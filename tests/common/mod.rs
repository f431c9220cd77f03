//! Shared fixtures: a prompt-scripted engine and an in-process launcher that
//! runs `WorkerRuntime` over duplex pipes instead of OS processes.
#![allow(dead_code)]

use std::sync::atomic::{AtomicUsize, Ordering};
use std::sync::{Arc, Mutex};
use std::time::Duration;

use agent_pool::config::PoolConfig;
use agent_pool::engine::{AgentEngine, EngineQuery, ItemStream};
use agent_pool::error::{EngineError, PoolError};
use agent_pool::pool::{JobEvent, JobEventKind};
use agent_pool::protocol::{JobOptions, MAX_ENVELOPE_BYTES};
use agent_pool::worker::{WorkerId, WorkerLauncher, WorkerProcess, WorkerRuntime};
use async_trait::async_trait;
use futures::{FutureExt, StreamExt, stream};
use serde_json::json;
use tokio::sync::{mpsc, oneshot};
use tokio_util::sync::CancellationToken;
use uuid::Uuid;

/// Maximum time any test is allowed to run before we consider it hung.
pub const TEST_TIMEOUT: Duration = Duration::from_secs(10);

/// Exit code reported when a scripted crash takes the worker down.
pub const CRASH_EXIT_CODE: i32 = 101;

/// What the engine was asked to do.
#[derive(Debug, Clone)]
pub struct EngineCall {
    pub prompt: String,
    pub options: JobOptions,
}

/// Behaviour parsed from whitespace-separated directives in the prompt:
///
/// - `items=N`: stream N items (default 2)
/// - `delay=MS`: sleep before each item (default 0)
/// - `token=X`: conversation id carried by the items (default random)
/// - `untagged=N`: the first N items carry no conversation id
/// - `drift`: items after the first carry a different conversation id
/// - `oversize`: the first item is too large to frame
/// - `fail`: error before streaming, `fail-late`: error after the items
/// - `panic`: panic inside the engine
/// - `stuck`: never return from the query, ignoring cancellation
/// - `crash`: take the whole worker down
#[derive(Debug, Clone)]
struct Script {
    items: usize,
    delay: Duration,
    token: String,
    untagged: usize,
    drift: bool,
    oversize: bool,
    fail: bool,
    fail_late: bool,
    panic: bool,
    stuck: bool,
    crash: bool,
}

impl Script {
    fn parse(prompt: &str, resume: Option<&str>) -> Self {
        let mut script = Script {
            items: 2,
            delay: Duration::ZERO,
            token: resume
                .map(String::from)
                .unwrap_or_else(|| Uuid::new_v4().to_string()),
            untagged: 0,
            drift: false,
            oversize: false,
            fail: false,
            fail_late: false,
            panic: false,
            stuck: false,
            crash: false,
        };
        for word in prompt.split_whitespace() {
            match word.split_once('=') {
                Some(("items", n)) => script.items = n.parse().unwrap_or(2),
                Some(("delay", ms)) => {
                    script.delay = Duration::from_millis(ms.parse().unwrap_or(0))
                }
                Some(("token", t)) => script.token = t.to_string(),
                Some(("untagged", n)) => script.untagged = n.parse().unwrap_or(0),
                _ => match word {
                    "drift" => script.drift = true,
                    "oversize" => script.oversize = true,
                    "fail" => script.fail = true,
                    "fail-late" => script.fail_late = true,
                    "panic" => script.panic = true,
                    "stuck" => script.stuck = true,
                    "crash" => script.crash = true,
                    _ => {}
                },
            }
        }
        script
    }
}

/// Engine driven by prompt directives. One instance per worker, sharing the
/// call log.
pub struct ScriptedEngine {
    calls: Arc<Mutex<Vec<EngineCall>>>,
    crash: CancellationToken,
}

#[async_trait]
impl AgentEngine for ScriptedEngine {
    fn name(&self) -> &str {
        "scripted"
    }

    async fn query(
        &self,
        query: EngineQuery,
        _cancel: CancellationToken,
    ) -> Result<ItemStream, EngineError> {
        self.calls.lock().unwrap().push(EngineCall {
            prompt: query.prompt.clone(),
            options: query.options.clone(),
        });
        let script = Script::parse(&query.prompt, query.options.resume_token.as_deref());

        if script.crash {
            self.crash.cancel();
            futures::future::pending::<()>().await;
        }
        if script.stuck {
            futures::future::pending::<()>().await;
        }
        if script.panic {
            panic!("scripted engine panic");
        }
        if script.fail {
            return Err(EngineError::Failed("scripted failure".into()));
        }

        let delay = script.delay;
        let untagged = script.untagged;
        let drift = script.drift;
        let oversize = script.oversize;
        let token = script.token.clone();
        let items = stream::iter(0..script.items).then(move |i| {
            let token = token.clone();
            async move {
                tokio::time::sleep(delay).await;
                let mut item = json!({"type": "assistant", "index": i});
                if i >= untagged {
                    let id = if drift && i > untagged {
                        format!("{token}-{i}")
                    } else {
                        token
                    };
                    item["session_id"] = json!(id);
                }
                if oversize && i == 0 {
                    item["text"] = json!("x".repeat(MAX_ENVELOPE_BYTES + 10));
                }
                Ok(item)
            }
        });
        let tail = stream::iter(
            script
                .fail_late
                .then(|| Err(EngineError::Failed("scripted late failure".into()))),
        );
        Ok(Box::pin(items.chain(tail)))
    }
}

/// Launches `WorkerRuntime`s on tokio tasks wired up with duplex pipes.
#[derive(Default)]
pub struct InProcessLauncher {
    calls: Arc<Mutex<Vec<EngineCall>>>,
    launches: AtomicUsize,
}

impl InProcessLauncher {
    pub fn new() -> Arc<Self> {
        Arc::new(Self::default())
    }

    /// Every prompt any worker's engine received, in order.
    pub fn calls(&self) -> Vec<EngineCall> {
        self.calls.lock().unwrap().clone()
    }

    pub fn launches(&self) -> usize {
        self.launches.load(Ordering::SeqCst)
    }
}

#[async_trait]
impl WorkerLauncher for InProcessLauncher {
    async fn launch(&self, _worker_id: WorkerId) -> Result<WorkerProcess, PoolError> {
        self.launches.fetch_add(1, Ordering::SeqCst);

        let crash = CancellationToken::new();
        let engine = Arc::new(ScriptedEngine {
            calls: self.calls.clone(),
            crash: crash.clone(),
        });

        let (manager_side, worker_side) = tokio::io::duplex(64 * 1024);
        let (manager_read, manager_write) = tokio::io::split(manager_side);
        let (worker_read, worker_write) = tokio::io::split(worker_side);
        let (kill_tx, kill_rx) = oneshot::channel::<()>();

        let task = tokio::spawn(async move {
            tokio::select! {
                _ = WorkerRuntime::new(engine).run(worker_read, worker_write) => Some(0),
                _ = crash.cancelled() => Some(CRASH_EXIT_CODE),
                _ = kill_rx => Some(137),
            }
        });

        Ok(WorkerProcess {
            pid: None,
            stdin: Box::new(manager_write),
            stdout: Box::new(manager_read),
            stderr: None,
            exit: async move { task.await.ok().flatten() }.boxed(),
            kill: kill_tx,
        })
    }
}

pub fn test_config(pool_size: usize) -> PoolConfig {
    PoolConfig {
        pool_size,
        ready_timeout: Duration::from_secs(5),
        shutdown_timeout: Duration::from_secs(2),
        respawn_delay: Duration::from_millis(10),
        ..PoolConfig::default()
    }
}

/// Receive events until `count` jobs have finished.
pub async fn collect_finished(
    rx: &mut mpsc::UnboundedReceiver<JobEvent>,
    count: usize,
) -> Vec<JobEvent> {
    let mut events = Vec::new();
    let mut finished = 0;
    tokio::time::timeout(TEST_TIMEOUT, async {
        while finished < count {
            let Some(event) = rx.recv().await else { break };
            if event.is_finished() {
                finished += 1;
            }
            events.push(event);
        }
    })
    .await
    .expect("timed out waiting for jobs to finish");
    events
}

/// Receive events until one matches.
pub async fn wait_for<F>(rx: &mut mpsc::UnboundedReceiver<JobEvent>, mut pred: F) -> JobEvent
where
    F: FnMut(&JobEvent) -> bool,
{
    tokio::time::timeout(TEST_TIMEOUT, async {
        loop {
            let event = rx.recv().await.expect("listener closed");
            if pred(&event) {
                return event;
            }
        }
    })
    .await
    .expect("timed out waiting for event")
}

pub fn finished_status(events: &[JobEvent], job_id: Uuid) -> Vec<JobEventKind> {
    events
        .iter()
        .filter(|e| e.job_id == job_id && e.is_finished())
        .map(|e| e.kind.clone())
        .collect()
}
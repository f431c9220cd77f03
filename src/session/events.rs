//! Session events and subscriptions.

use serde::Serialize;
use tokio::sync::broadcast;
use tracing::warn;

use crate::protocol::{SessionId, TerminalStatus};

/// What subscribers see for a session.
#[derive(Debug, Clone, PartialEq, Serialize)]
#[serde(tag = "type", rename_all = "snake_case")]
pub enum SessionEvent {
    /// One streamed engine item.
    Message {
        session_id: SessionId,
        item: serde_json::Value,
    },
    /// The current turn ended.
    Complete {
        session_id: SessionId,
        status: TerminalStatus,
        #[serde(skip_serializing_if = "Option::is_none")]
        error: Option<String>,
    },
}

impl SessionEvent {
    pub fn session_id(&self) -> &str {
        match self {
            Self::Message { session_id, .. } | Self::Complete { session_id, .. } => session_id,
        }
    }

    pub fn is_complete(&self) -> bool {
        matches!(self, Self::Complete { .. })
    }
}

/// A live subscription. Dropping it unsubscribes; it also ends on its own
/// once the session is removed.
///
/// Delivery is lossy: the channel buffers a bounded number of events, and a
/// subscriber that falls further behind misses the oldest ones. The
/// session's `message_log` always holds every item.
pub struct SessionSubscription {
    rx: broadcast::Receiver<SessionEvent>,
}

impl SessionSubscription {
    pub(crate) fn new(rx: broadcast::Receiver<SessionEvent>) -> Self {
        Self { rx }
    }

    /// Next event, or `None` once the channel is closed. Events dropped
    /// because this subscriber fell behind are skipped with a warning.
    pub async fn recv(&mut self) -> Option<SessionEvent> {
        loop {
            match self.rx.recv().await {
                Ok(event) => return Some(event),
                Err(broadcast::error::RecvError::Lagged(skipped)) => {
                    warn!(skipped, "Session subscriber lagged, events dropped");
                }
                Err(broadcast::error::RecvError::Closed) => return None,
            }
        }
    }
}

**PROBLEM STATEMENT:** Present each line from the listing that holds the string "return".

**EXERCISE RESULT:**
/// - `stuck`: never return from the query, ignoring cancellation
            return Err(EngineError::Failed("scripted failure".into()));
                return event;
                Ok(event) => return Some(event),
                Err(broadcast::error::RecvError::Closed) => return None,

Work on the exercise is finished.